Using this, advertisers are trying to trick consumers into thinking they can make a difference in the world- but only if they buy North Face jackets, or Nike brand sportswear.
That isn’t to say that voting with your dollars, that is, supporting businesses and companies who share your values, isn’t laudable; it is. It is also a very powerful tool in a free market economy.
But you can’t tell how good a company is from their commercials. You can’t tell much of anything from a commercial.
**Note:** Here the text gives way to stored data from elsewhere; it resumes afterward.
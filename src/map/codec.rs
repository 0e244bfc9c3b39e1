// src/map/codec.rs
//! Binary tile format: a chunk snapshot with just enough data to re-rasterize it
//!
//! Layout (big-endian, lengths as VarInts):
//! - magic `VMTL`, u16 format version
//! - chunk x, chunk z (i32)
//! - heightmap count, then per heightmap: kind id, word count, i64 words
//! - section count (i32), then per section: non-air count (i16),
//!   block container, biome container
//!
//! A container is a bits-per-entry byte, the palette (single value, a
//! length-prefixed list, or nothing for global ids) and the packed words.

use crate::error::{MapError, Result};
use crate::world::palette::{BitStorage, ContainerKind, Palette, PalettedContainer};
use crate::world::{BlockRegistry, ChunkPos, ChunkSection, ChunkSnapshot, Heightmap, HeightmapKind, WorldBounds};
use std::collections::BTreeMap;
use std::fs::{self, File};
use std::io::{BufReader, BufWriter, Read, Write};
use std::path::Path;

pub const MAGIC: &[u8; 4] = b"VMTL";
pub const VERSION: u16 = 1;

/// Write a complete tile file body: header followed by the chunk.
pub fn write_tile<W: Write>(chunk: &ChunkSnapshot, writer: &mut W) -> Result<()> {
    writer.write_all(MAGIC)?;
    writer.write_all(&VERSION.to_be_bytes())?;
    encode_chunk(chunk, writer)
}

/// Read a tile file body written by [`write_tile`].
pub fn read_tile<R: Read>(reader: &mut R, bounds: &WorldBounds, registry: &BlockRegistry) -> Result<ChunkSnapshot> {
    let mut magic = [0u8; 4];
    reader.read_exact(&mut magic)?;
    if &magic != MAGIC {
        return Err(MapError::BadMagic(magic));
    }
    let version = read_u16(reader)?;
    if version != VERSION {
        return Err(MapError::UnsupportedVersion(version));
    }
    decode_chunk(reader, bounds, registry)
}

pub fn write_file(path: &Path, chunk: &ChunkSnapshot) -> Result<()> {
    if let Some(parent) = path.parent() {
        fs::create_dir_all(parent)?;
    }
    let mut writer = BufWriter::new(File::create(path)?);
    write_tile(chunk, &mut writer)?;
    writer.flush()?;
    Ok(())
}

pub fn read_file(path: &Path, bounds: &WorldBounds, registry: &BlockRegistry) -> Result<ChunkSnapshot> {
    let mut reader = BufReader::new(File::open(path)?);
    read_tile(&mut reader, bounds, registry)
}

/// Encode the chunk without a header.
pub fn encode_chunk<W: Write>(chunk: &ChunkSnapshot, writer: &mut W) -> Result<()> {
    let pos = chunk.pos();
    writer.write_all(&pos.x.to_be_bytes())?;
    writer.write_all(&pos.z.to_be_bytes())?;

    let heightmaps: Vec<(&HeightmapKind, &Heightmap)> =
        chunk.heightmaps().iter().filter(|(kind, _)| kind.sent_to_client()).collect();
    write_varint(writer, heightmaps.len() as u32)?;
    for (kind, map) in heightmaps {
        write_varint(writer, kind.id())?;
        write_words(writer, map.storage().raw())?;
    }

    writer.write_all(&(chunk.sections().len() as i32).to_be_bytes())?;
    for section in chunk.sections() {
        writer.write_all(&(section.non_empty_count() as i16).to_be_bytes())?;
        write_container(writer, section.states())?;
        write_container(writer, section.biomes())?;
    }
    Ok(())
}

/// Decode a chunk written by [`encode_chunk`] for a world with the given bounds.
///
/// A section count that does not match `bounds` means the data came from a
/// different world layout; that yields a placeholder snapshot instead of an error.
pub fn decode_chunk<R: Read>(reader: &mut R, bounds: &WorldBounds, registry: &BlockRegistry) -> Result<ChunkSnapshot> {
    let x = read_i32(reader)?;
    let z = read_i32(reader)?;
    let pos = ChunkPos::new(x, z);

    let heightmap_count = read_varint(reader)?;
    if heightmap_count as usize > HeightmapKind::ALL.len() {
        return Err(MapError::Codec(format!("{} heightmaps in one chunk", heightmap_count)));
    }
    let bits = Heightmap::bits(bounds);
    let mut heightmaps = BTreeMap::new();
    for _ in 0..heightmap_count {
        let id = read_varint(reader)?;
        let kind = HeightmapKind::from_id(id)
            .ok_or_else(|| MapError::Codec(format!("unknown heightmap kind {}", id)))?;
        let words = read_words(reader, 4096)?;
        match BitStorage::from_raw(bits, 256, words) {
            Ok(storage) if kind.sent_to_client() => {
                heightmaps.insert(kind, Heightmap::from_storage(storage));
            }
            Ok(_) => {}
            // wrong width for this world; primed from the blocks instead
            Err(e) => log::debug!("Dropping heightmap {:?} of chunk {:?}: {}", kind, pos, e),
        }
    }

    let section_count = read_i32(reader)?;
    if section_count < 0 || section_count as usize != bounds.section_count() {
        log::warn!(
            "Chunk {:?} has {} sections, world expects {}; using an empty chunk",
            pos,
            section_count,
            bounds.section_count()
        );
        return Ok(ChunkSnapshot::placeholder(pos, *bounds));
    }

    let mut sections = Vec::with_capacity(section_count as usize);
    for _ in 0..section_count {
        let non_empty = read_i16(reader)?;
        let states = read_container(reader, ContainerKind::BlockStates)?;
        let biomes = read_container(reader, ContainerKind::Biomes)?;
        sections.push(ChunkSection::from_parts(non_empty.max(0) as u16, states, biomes));
    }

    Ok(ChunkSnapshot::from_parts(pos, *bounds, sections, heightmaps, registry))
}

fn write_container<W: Write>(writer: &mut W, container: &PalettedContainer) -> Result<()> {
    let storage = container.storage();
    match container.palette() {
        Palette::Single(value) => {
            writer.write_all(&[0])?;
            write_varint(writer, *value)?;
        }
        Palette::Linear(entries) => {
            writer.write_all(&[storage.bits()])?;
            write_varint(writer, entries.len() as u32)?;
            for entry in entries {
                write_varint(writer, *entry)?;
            }
        }
        Palette::Global => {
            writer.write_all(&[storage.bits()])?;
        }
    }
    write_words(writer, storage.raw())
}

fn read_container<R: Read>(reader: &mut R, kind: ContainerKind) -> Result<PalettedContainer> {
    let bits = read_u8(reader)?;
    if bits > 32 {
        return Err(MapError::Codec(format!("{} bits per entry is out of range", bits)));
    }
    let palette = if bits == 0 {
        Palette::Single(read_varint(reader)?)
    } else if bits <= kind.max_linear_bits() {
        let len = read_varint(reader)? as usize;
        if len > 1 << bits {
            return Err(MapError::Codec(format!("palette of {} entries at {} bits", len, bits)));
        }
        let mut entries = Vec::with_capacity(len);
        for _ in 0..len {
            entries.push(read_varint(reader)?);
        }
        Palette::Linear(entries)
    } else {
        Palette::Global
    };

    let words = read_words(reader, BitStorage::required_len(bits, kind.size()))?;
    let storage = BitStorage::from_raw(bits, kind.size(), words)?;
    PalettedContainer::from_parts(kind, palette, storage)
}

fn write_words<W: Write>(writer: &mut W, words: &[u64]) -> Result<()> {
    write_varint(writer, words.len() as u32)?;
    for word in words {
        writer.write_all(&word.to_be_bytes())?;
    }
    Ok(())
}

// Reads a word array, refusing lengths above `limit` before allocating.
fn read_words<R: Read>(reader: &mut R, limit: usize) -> Result<Vec<u64>> {
    let len = read_varint(reader)? as usize;
    if len > limit {
        return Err(MapError::Codec(format!("{} words exceeds limit {}", len, limit)));
    }
    let mut words = Vec::with_capacity(len);
    let mut buf = [0u8; 8];
    for _ in 0..len {
        reader.read_exact(&mut buf)?;
        words.push(u64::from_be_bytes(buf));
    }
    Ok(words)
}

pub fn write_varint<W: Write>(writer: &mut W, mut value: u32) -> Result<()> {
    loop {
        if value & !0x7F == 0 {
            writer.write_all(&[value as u8])?;
            return Ok(());
        }
        writer.write_all(&[(value & 0x7F) as u8 | 0x80])?;
        value >>= 7;
    }
}

pub fn read_varint<R: Read>(reader: &mut R) -> Result<u32> {
    let mut value = 0u32;
    for i in 0..5 {
        let byte = read_u8(reader)?;
        value |= ((byte & 0x7F) as u32) << (7 * i);
        if byte & 0x80 == 0 {
            return Ok(value);
        }
    }
    Err(MapError::Codec("VarInt is too long".to_string()))
}

fn read_u8<R: Read>(reader: &mut R) -> Result<u8> {
    let mut buf = [0u8; 1];
    reader.read_exact(&mut buf)?;
    Ok(buf[0])
}

fn read_u16<R: Read>(reader: &mut R) -> Result<u16> {
    let mut buf = [0u8; 2];
    reader.read_exact(&mut buf)?;
    Ok(u16::from_be_bytes(buf))
}

fn read_i16<R: Read>(reader: &mut R) -> Result<i16> {
    let mut buf = [0u8; 2];
    reader.read_exact(&mut buf)?;
    Ok(i16::from_be_bytes(buf))
}

fn read_i32<R: Read>(reader: &mut R) -> Result<i32> {
    let mut buf = [0u8; 4];
    reader.read_exact(&mut buf)?;
    Ok(i32::from_be_bytes(buf))
}

#[cfg(test)]
mod tests {
    use super::*;
    use crate::map::raster::{rasterize_chunk, PixelBuffer, RasterParameters};
    use crate::world::synthetic::SyntheticWorld;
    use crate::world::ChunkSource;
    use std::io::Cursor;
    use std::sync::Arc;

    fn sample_chunk() -> (Arc<BlockRegistry>, ChunkSnapshot) {
        let registry = Arc::new(BlockRegistry::standard());
        let world = SyntheticWorld::new(42, Arc::clone(&registry), 4);
        let chunk = world.chunk(ChunkPos::new(-2, 3)).unwrap();
        (registry, chunk.as_ref().clone())
    }

    #[test]
    fn test_varint() {
        for value in [0u32, 1, 127, 128, 300, 2_097_151, u32::MAX] {
            let mut buf = Vec::new();
            write_varint(&mut buf, value).unwrap();
            assert_eq!(read_varint(&mut Cursor::new(buf)).unwrap(), value);
        }
        let mut buf = Vec::new();
        write_varint(&mut buf, 300).unwrap();
        assert_eq!(buf, vec![0xAC, 0x02]);
    }

    #[test]
    fn test_round_trip_rasterizes_identically() {
        let (registry, chunk) = sample_chunk();
        let mut bytes = Vec::new();
        write_tile(&chunk, &mut bytes).unwrap();
        let decoded = read_tile(&mut Cursor::new(bytes), &WorldBounds::overworld(), &registry).unwrap();

        assert_eq!(decoded.pos(), chunk.pos());
        assert!(!decoded.is_placeholder());
        for params in [
            RasterParameters::surface(),
            RasterParameters::new(20, false, true, &WorldBounds::overworld()),
        ] {
            let mut original = PixelBuffer::new(16, 16);
            let mut restored = PixelBuffer::new(16, 16);
            rasterize_chunk(&chunk, &registry, &params, &mut original);
            rasterize_chunk(&decoded, &registry, &params, &mut restored);
            assert_eq!(original, restored);
        }
    }

    #[test]
    fn test_missing_heightmaps_are_primed() {
        let registry = BlockRegistry::standard();
        let stone = registry.state("stone").unwrap();
        let mut chunk = ChunkSnapshot::new(ChunkPos::new(0, 0), WorldBounds::overworld());
        chunk.set_block(1, 40, 1, stone, &registry);
        chunk.prime_client_heightmaps(&registry);

        // hand-build a body with no heightmaps
        let mut bytes = Vec::new();
        bytes.extend_from_slice(&0i32.to_be_bytes());
        bytes.extend_from_slice(&0i32.to_be_bytes());
        write_varint(&mut bytes, 0).unwrap();
        bytes.extend_from_slice(&(chunk.sections().len() as i32).to_be_bytes());
        for section in chunk.sections() {
            bytes.extend_from_slice(&(section.non_empty_count() as i16).to_be_bytes());
            write_container(&mut bytes, section.states()).unwrap();
            write_container(&mut bytes, section.biomes()).unwrap();
        }

        let decoded = decode_chunk(&mut Cursor::new(bytes), &WorldBounds::overworld(), &registry).unwrap();
        assert_eq!(decoded.surface_height(1, 1), 40);
        assert_eq!(decoded.surface_height(2, 2), -65);
    }

    #[test]
    fn test_section_count_mismatch_gives_placeholder() {
        let (registry, chunk) = sample_chunk();
        let mut bytes = Vec::new();
        encode_chunk(&chunk, &mut bytes).unwrap();
        let decoded = decode_chunk(&mut Cursor::new(bytes), &WorldBounds::nether(), &registry).unwrap();
        assert!(decoded.is_placeholder());
        assert_eq!(decoded.pos(), chunk.pos());
    }

    #[test]
    fn test_truncated_stream_is_an_error() {
        let (registry, chunk) = sample_chunk();
        let mut bytes = Vec::new();
        write_tile(&chunk, &mut bytes).unwrap();
        bytes.truncate(bytes.len() / 2);
        let err = read_tile(&mut Cursor::new(bytes), &WorldBounds::overworld(), &registry).unwrap_err();
        assert!(err.is_truncation());
    }

    #[test]
    fn test_header_checks() {
        let registry = BlockRegistry::standard();
        let bounds = WorldBounds::overworld();
        let err = read_tile(&mut Cursor::new(b"NOPE\x00\x01".to_vec()), &bounds, &registry).unwrap_err();
        assert!(matches!(err, MapError::BadMagic(_)));

        let mut bytes = MAGIC.to_vec();
        bytes.extend_from_slice(&9u16.to_be_bytes());
        let err = read_tile(&mut Cursor::new(bytes), &bounds, &registry).unwrap_err();
        assert!(matches!(err, MapError::UnsupportedVersion(9)));
    }

    #[test]
    fn test_oversized_entry_width_is_rejected() {
        let registry = BlockRegistry::standard();
        let bounds = WorldBounds::overworld();
        let mut bytes = MAGIC.to_vec();
        bytes.extend_from_slice(&VERSION.to_be_bytes());
        bytes.extend_from_slice(&3i32.to_be_bytes());
        bytes.extend_from_slice(&(-2i32).to_be_bytes());
        write_varint(&mut bytes, 0).unwrap();
        bytes.extend_from_slice(&(bounds.section_count() as i32).to_be_bytes());
        for _ in 0..bounds.section_count() {
            bytes.extend_from_slice(&0i16.to_be_bytes());
            bytes.push(200);
            bytes.extend_from_slice(&[0u8; 64]);
        }

        let err = read_tile(&mut Cursor::new(bytes), &bounds, &registry).unwrap_err();
        assert!(matches!(err, MapError::Codec(_)));
        assert!(!err.is_truncation());
    }

    #[test]
    fn test_file_round_trip() {
        let (registry, chunk) = sample_chunk();
        let dir = tempfile::tempdir().unwrap();
        let path = dir.path().join("worldmap").join("-2_3.bin");
        write_file(&path, &chunk).unwrap();
        let decoded = read_file(&path, &WorldBounds::overworld(), &registry).unwrap();
        assert_eq!(decoded.sections(), chunk.sections());
    }
}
In fact, most of the best, most responsible and sustainable companies don’t advertise at all.
Wearing Nike and NorthFace doesn’t make you a good person, it doesn’t even mean you are supporting companies that share your values, unless your values involves pretending to care about a cause you are doing nothing about.
Nike isn’t a supporter of social justice initiatives- unless your idea of social justice is exploiting low-wage workers and relaxed regulatory environments in emerging nations for maximum profit.
NorthFace isn’t doing anything at all about our dependence on petroleum products, unless you count refusing to make jackets for an oil executive retreat- while making jackets out of petroleum products.
It isn’t that they think we’re stupid; it’s that advertisers have been hoodwinking us for decades.
Preying on our desire to make the world a better place, while doing nothing to make the world a better place, is corporate virtue signaling. It is a publicity stunt designed to go viral and generate revenue.
If you want to support companies who care about your values, do it. But don’t judge a book by its cover. And never judge a company by its commercials.